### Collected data
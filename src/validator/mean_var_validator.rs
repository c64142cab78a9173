use super::{numeric_data, ValidationError, Validator};
use crate::error::{PipelineError, Result};
use crate::types::{mean, variance, Value};

/// Checks that the mean and/or population variance of numeric data stay
/// within a gap of their targets.
#[derive(Debug, Clone, Copy, PartialEq)]
pub struct MeanVarValidator {
    target_mean: Option<f64>,
    max_mean_gap: f64,
    target_var: Option<f64>,
    max_var_gap: f64,
}

impl MeanVarValidator {
    pub const DEFAULT_GAP: f64 = 1.0;

    pub fn new(
        target_mean: Option<f64>,
        max_mean_gap: f64,
        target_var: Option<f64>,
        max_var_gap: f64,
    ) -> Result<Self> {
        if target_mean.is_none() && target_var.is_none() {
            return Err(PipelineError::Construction(
                "Both target_mean and target_var cannot be None".to_string(),
            ));
        }
        Ok(Self {
            target_mean,
            max_mean_gap,
            target_var,
            max_var_gap,
        })
    }

    /// Mean check only, with the default gap.
    pub fn mean(target: f64) -> Self {
        Self {
            target_mean: Some(target),
            max_mean_gap: Self::DEFAULT_GAP,
            target_var: None,
            max_var_gap: Self::DEFAULT_GAP,
        }
    }

    /// Variance check only, with the default gap.
    pub fn var(target: f64) -> Self {
        Self {
            target_mean: None,
            max_mean_gap: Self::DEFAULT_GAP,
            target_var: Some(target),
            max_var_gap: Self::DEFAULT_GAP,
        }
    }

    pub fn with_mean(mut self, target: f64, max_gap: f64) -> Self {
        self.target_mean = Some(target);
        self.max_mean_gap = max_gap;
        self
    }

    pub fn with_var(mut self, target: f64, max_gap: f64) -> Self {
        self.target_var = Some(target);
        self.max_var_gap = max_gap;
        self
    }
}

fn check_gap(label: &str, actual: f64, target: f64, gap: f64) -> std::result::Result<(), ValidationError> {
    if (actual - target).abs() > gap {
        return Err(ValidationError::new(format!(
            "{label} of data is {actual}, this is out of interval [{}, {}], defined by user.",
            target - gap,
            target + gap
        )));
    }
    Ok(())
}

impl Validator for MeanVarValidator {
    fn validate(&self, data: &Value) -> std::result::Result<(), ValidationError> {
        let numbers = numeric_data(data)?;
        if let (Some(target), Some(actual)) = (self.target_mean, mean(&numbers)) {
            check_gap("Mean", actual, target, self.max_mean_gap)?;
        }
        if let (Some(target), Some(actual)) = (self.target_var, variance(&numbers)) {
            check_gap("Var", actual, target, self.max_var_gap)?;
        }
        Ok(())
    }
}
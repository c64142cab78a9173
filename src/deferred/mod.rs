//! Deferred execution of processing functions.
//!
//! A [`DeferredFn`] wraps a plain processing function. Calling it with at
//! least one node handle among its positional arguments does not run the
//! function: it adds a function node to the graph and returns its handle.
//! The function runs later, when a [`Pipeline`](crate::pipeline::Pipeline)
//! executes that node with concrete inputs.
//!
//! ```ignore
//! use lazypipe_rs::{args, DeferredFn, Graph, Pipeline, Value};
//!
//! let add = DeferredFn::new("add", |args: &[Value], _: &_| {
//!     Ok(Value::Int(args[0].as_int().unwrap_or(0) + args[1].as_int().unwrap_or(0)))
//! });
//!
//! let mut graph = Graph::new();
//! let a = graph.input_node("a");
//! let b = graph.input_node("b");
//! let sum = add.call(&mut graph, args![a, b])?.into_node()?;
//!
//! let pipeline = Pipeline::new(&graph, [a, b], sum)?;
//! assert_eq!(pipeline.call(&mut graph, [20, 10])?, Value::Int(30));
//! ```
//!
//! # Execution modes
//!
//! Calls without any node argument are a contract violation in the default
//! [`ExecutionMode::Deferred`] mode. Inside an
//! [`instant_execution`](crate::pipeline::Graph::instant_execution) scope the
//! function runs immediately instead. The mode belongs to the graph, so
//! scopes on different graphs never interfere.

mod mode;
mod registry;
mod wrapper;

pub use mode::{ExecutionMode, InstantScope};
pub use registry::FunctionRegistry;
pub use wrapper::{Arg, Deferral, DeferredFn, ProcessFn};

pub(crate) use wrapper::partition;

/// Build a `Vec<Arg>` from node handles and plain values.
///
/// ```ignore
/// let scaled = rescale.call(&mut graph, args![input, 0.0, 2.0])?;
/// ```
#[macro_export]
macro_rules! args {
    () => {
        ::std::vec::Vec::<$crate::deferred::Arg>::new()
    };
    ($($arg:expr),+ $(,)?) => {
        ::std::vec![$($crate::deferred::Arg::from($arg)),+]
    };
}
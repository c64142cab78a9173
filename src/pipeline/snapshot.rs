//! Serializable topology snapshots of a graph.

use crate::error::Result;
use crate::pipeline::graph::Graph;
use crate::pipeline::id::NodeId;
use crate::types::ValueKind;
use serde::{Deserialize, Serialize};
use std::path::Path;

/// Snapshot of a single node.
#[derive(Debug, Clone, PartialEq, Serialize, Deserialize)]
pub struct NodeSnapshot {
    pub id: NodeId,
    pub name: Option<String>,
    pub label: String,
    /// Operation description, `None` for op-less nodes.
    pub op: Option<String>,
    pub parents: Vec<NodeId>,
    pub unwrap_count: Option<usize>,
    pub value_kind: ValueKind,
}

/// Snapshot of a parent → child edge.
#[derive(Debug, Clone, Copy, PartialEq, Eq, Serialize, Deserialize)]
pub struct EdgeSnapshot {
    pub from: NodeId,
    pub to: NodeId,
}

/// Complete topology snapshot of a graph.
#[derive(Debug, Clone, Default, PartialEq, Serialize, Deserialize)]
pub struct TopologySnapshot {
    pub nodes: Vec<NodeSnapshot>,
    pub edges: Vec<EdgeSnapshot>,
}

impl TopologySnapshot {
    pub(crate) fn capture(graph: &Graph) -> Self {
        let mut snapshot = Self::default();
        for (index, node) in graph.nodes().iter().enumerate() {
            let id = NodeId(index as u32);
            snapshot.edges.extend(
                node.parents()
                    .iter()
                    .map(|&from| EdgeSnapshot { from, to: id }),
            );
            snapshot.nodes.push(NodeSnapshot {
                id,
                name: node.name().map(str::to_string),
                label: node.label(),
                op: node.op().map(|op| op.describe()),
                parents: node.parents().to_vec(),
                unwrap_count: node.unwrap_count(),
                value_kind: node.value().kind(),
            });
        }
        snapshot
    }

    pub fn to_json_pretty(&self) -> Result<String> {
        Ok(serde_json::to_string_pretty(self)?)
    }

    pub fn from_json(json: &str) -> Result<Self> {
        Ok(serde_json::from_str(json)?)
    }

    /// Write the snapshot as pretty JSON, creating parent directories.
    pub fn save(&self, path: &Path) -> Result<()> {
        if let Some(parent) = path.parent() {
            std::fs::create_dir_all(parent)?;
        }
        std::fs::write(path, self.to_json_pretty()?)?;
        tracing::debug!("Saved topology snapshot to {:?}", path);
        Ok(())
    }
}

### The task
The answer should be a single number: the count of lines in the data that include the string "wrapper".

### Solved exercise
3